In dialogue with the most famous myth for the origin of different languages - The Tower of Babel - A Psychoanalytic Exploration on Sameness and Otherness: Beyond Babel provides a series of timely reflections on the themes of sameness and otherness from a contemporary psychoanalytic perspective. How are we dealing with communication and its difficulties, the confusion of tongues and loss of common ground within a European context today? Can we move beyond Babel?
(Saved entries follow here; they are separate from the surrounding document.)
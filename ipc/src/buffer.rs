//! Caller-supplied buffers
//!
//! An [`IoBuffer`] stands for a (pointer, length) descriptor into the
//! calling process's memory. Paths inside buffers are NUL-terminated;
//! words are big-endian `u32`, the platform byte order.

use crate::IpcError;

/// Size in bytes of a word field (entry limits, counts, block totals)
pub const WORD_SIZE: usize = 4;

/// One descriptor's worth of caller memory
#[derive(Debug, Clone, Default, PartialEq, Eq)]
pub struct IoBuffer {
    data: Vec<u8>,
}

impl IoBuffer {
    /// Wraps existing bytes
    pub fn new(data: Vec<u8>) -> Self {
        Self { data }
    }

    /// Creates a zero-filled buffer of `len` bytes
    pub fn zeroed(len: usize) -> Self {
        Self { data: vec![0; len] }
    }

    /// Creates a NUL-terminated path buffer
    pub fn from_path(path: &str) -> Self {
        let mut data = Vec::with_capacity(path.len() + 1);
        data.extend_from_slice(path.as_bytes());
        data.push(0);
        Self { data }
    }

    /// Creates a buffer holding a single word
    pub fn from_word(value: u32) -> Self {
        Self {
            data: value.to_be_bytes().to_vec(),
        }
    }

    pub fn len(&self) -> usize {
        self.data.len()
    }

    pub fn is_empty(&self) -> bool {
        self.data.is_empty()
    }

    pub fn as_slice(&self) -> &[u8] {
        &self.data
    }

    pub fn as_mut_slice(&mut self) -> &mut [u8] {
        &mut self.data
    }

    /// Returns the underlying bytes to the caller
    pub fn into_vec(self) -> Vec<u8> {
        self.data
    }

    /// Reads the buffer as a path
    ///
    /// The path ends at the first NUL; without one, the whole buffer is
    /// the path. Non-UTF-8 contents are rejected.
    pub fn path(&self) -> Result<&str, IpcError> {
        let end = self
            .data
            .iter()
            .position(|&b| b == 0)
            .unwrap_or(self.data.len());
        core::str::from_utf8(&self.data[..end]).map_err(|_| IpcError::InvalidPath)
    }

    /// Reads the leading word
    pub fn word(&self) -> Result<u32, IpcError> {
        let bytes: [u8; WORD_SIZE] = self
            .data
            .get(..WORD_SIZE)
            .and_then(|b| b.try_into().ok())
            .ok_or(IpcError::BufferTooSmall {
                needed: WORD_SIZE,
                len: self.data.len(),
            })?;
        Ok(u32::from_be_bytes(bytes))
    }

    /// Overwrites the leading word
    pub fn set_word(&mut self, value: u32) -> Result<(), IpcError> {
        let len = self.data.len();
        let slot = self
            .data
            .get_mut(..WORD_SIZE)
            .ok_or(IpcError::BufferTooSmall {
                needed: WORD_SIZE,
                len,
            })?;
        slot.copy_from_slice(&value.to_be_bytes());
        Ok(())
    }

    /// Zero-fills the whole buffer
    pub fn clear(&mut self) {
        self.data.fill(0);
    }
}

impl From<Vec<u8>> for IoBuffer {
    fn from(data: Vec<u8>) -> Self {
        Self::new(data)
    }
}
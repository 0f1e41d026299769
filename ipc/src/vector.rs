//! Bounds-checked view over a vectorized request's descriptors

use crate::IoBuffer;
use thiserror::Error;

/// Errors decoding caller-supplied descriptors
///
/// All of these surface to the caller as invalid-argument.
#[derive(Debug, Clone, PartialEq, Eq, Error)]
pub enum IpcError {
    /// The declared input/output counts exceed the descriptors present
    #[error("descriptor counts in={num_in} io={num_io} exceed {present} descriptors")]
    DescriptorCountMismatch {
        num_in: usize,
        num_io: usize,
        present: usize,
    },

    /// A required input descriptor is missing
    #[error("missing input descriptor {index}")]
    MissingInput { index: usize },

    /// A required output descriptor is missing
    #[error("missing output descriptor {index}")]
    MissingOutput { index: usize },

    /// A descriptor is too short for the value it must carry
    #[error("buffer of {len} bytes is too small, need {needed}")]
    BufferTooSmall { needed: usize, len: usize },

    /// A path buffer is not valid UTF-8
    #[error("path is not valid UTF-8")]
    InvalidPath,
}

/// Input/output partition of a descriptor vector
///
/// Constructed once per request. Inputs are read-only; outputs are the
/// only descriptors a handler may write.
#[derive(Debug)]
pub struct IoVector<'a> {
    inputs: &'a [IoBuffer],
    outputs: &'a mut [IoBuffer],
}

impl<'a> IoVector<'a> {
    /// Partitions `descriptors` into `num_in` inputs followed by `num_io`
    /// outputs
    ///
    /// Fails if the declared counts reach past the descriptors present.
    /// Trailing descriptors beyond the declared counts are ignored.
    pub fn new(
        descriptors: &'a mut [IoBuffer],
        num_in: u32,
        num_io: u32,
    ) -> Result<Self, IpcError> {
        let num_in = num_in as usize;
        let num_io = num_io as usize;
        let present = descriptors.len();
        let mismatch = IpcError::DescriptorCountMismatch {
            num_in,
            num_io,
            present,
        };

        let declared = num_in.checked_add(num_io).ok_or(mismatch.clone())?;
        if declared > present {
            return Err(mismatch);
        }

        let (inputs, rest) = descriptors.split_at_mut(num_in);
        Ok(Self {
            inputs,
            outputs: &mut rest[..num_io],
        })
    }

    pub fn input_count(&self) -> usize {
        self.inputs.len()
    }

    pub fn output_count(&self) -> usize {
        self.outputs.len()
    }

    /// Checks that at least `inputs` inputs and `outputs` outputs exist
    pub fn require(&self, inputs: usize, outputs: usize) -> Result<(), IpcError> {
        if self.inputs.len() < inputs {
            return Err(IpcError::MissingInput {
                index: self.inputs.len(),
            });
        }
        if self.outputs.len() < outputs {
            return Err(IpcError::MissingOutput {
                index: self.outputs.len(),
            });
        }
        Ok(())
    }

    pub fn input(&self, index: usize) -> Result<&IoBuffer, IpcError> {
        self.inputs
            .get(index)
            .ok_or(IpcError::MissingInput { index })
    }

    pub fn output_mut(&mut self, index: usize) -> Result<&mut IoBuffer, IpcError> {
        self.outputs
            .get_mut(index)
            .ok_or(IpcError::MissingOutput { index })
    }

    pub fn inputs(&self) -> &[IoBuffer] {
        self.inputs
    }

    pub fn outputs(&self) -> &[IoBuffer] {
        &self.outputs[..]
    }

    pub fn outputs_mut(&mut self) -> &mut [IoBuffer] {
        &mut self.outputs[..]
    }
}

#[cfg(test)]
mod tests {
    use super::*;

    fn descriptors(n: usize) -> Vec<IoBuffer> {
        (0..n).map(|i| IoBuffer::from_word(i as u32)).collect()
    }

    #[test]
    fn test_partition_splits_inputs_then_outputs() {
        let mut vector = descriptors(4);
        let view = IoVector::new(&mut vector, 2, 2).unwrap();
        assert_eq!(view.input_count(), 2);
        assert_eq!(view.output_count(), 2);
        assert_eq!(view.input(1).unwrap().word().unwrap(), 1);
        assert_eq!(view.outputs()[0].word().unwrap(), 2);
    }

    #[test]
    fn test_counts_beyond_descriptors_rejected() {
        let mut vector = descriptors(2);
        let err = IoVector::new(&mut vector, 2, 1).unwrap_err();
        assert_eq!(
            err,
            IpcError::DescriptorCountMismatch {
                num_in: 2,
                num_io: 1,
                present: 2
            }
        );
    }

    #[test]
    fn test_overflowing_counts_rejected() {
        let mut vector = descriptors(1);
        assert!(IoVector::new(&mut vector, u32::MAX, u32::MAX).is_err());
    }

    #[test]
    fn test_trailing_descriptors_ignored() {
        let mut vector = descriptors(5);
        let view = IoVector::new(&mut vector, 1, 1).unwrap();
        assert_eq!(view.inputs().len(), 1);
        assert_eq!(view.outputs().len(), 1);
    }

    #[test]
    fn test_require_reports_missing_side() {
        let mut vector = descriptors(2);
        let view = IoVector::new(&mut vector, 1, 1).unwrap();
        assert!(view.require(1, 1).is_ok());
        assert_eq!(view.require(2, 1), Err(IpcError::MissingInput { index: 1 }));
        assert_eq!(
            view.require(1, 2),
            Err(IpcError::MissingOutput { index: 1 })
        );
    }

    #[test]
    fn test_output_mut_writes_only_outputs() {
        let mut vector = descriptors(2);
        {
            let mut view = IoVector::new(&mut vector, 1, 1).unwrap();
            view.output_mut(0).unwrap().set_word(99).unwrap();
            assert!(view.output_mut(1).is_err());
        }
        assert_eq!(vector[0].word().unwrap(), 0);
        assert_eq!(vector[1].word().unwrap(), 99);
    }
}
Confusion and feared loss of shared values and identity are a major part of the daily work of psychoanalytic psychotherapists.Bringing together an international range psychoanalytic practitioners and researchers, the book is divided into six parts and covers an array of resonant topics, including: language and translation; cultural identity; families and children; the cyber world; the psychotherapeutic process; and migration. Whereas the quest for unity, which underpins the myth of Babel, leads to mystification, simplification and the exclusion of people or things, multilingual communities necessitate mutual understanding through dialogue. This book examines those factors which further or threaten communication, aiming not to reduce but to gain complexity. It suggests that diversification enriches communication and that, by relating to others, we can create something new.
As opposed to cultural and linguistic homogeneity, Babel is not only a metaphor for mangled communication, alienation, and distraction, it is also about the acceptance or rejection of differences between self and other. This book will be of great interest to psychoanalytic psychotherapists and researchers from a wide variety of backgrounds.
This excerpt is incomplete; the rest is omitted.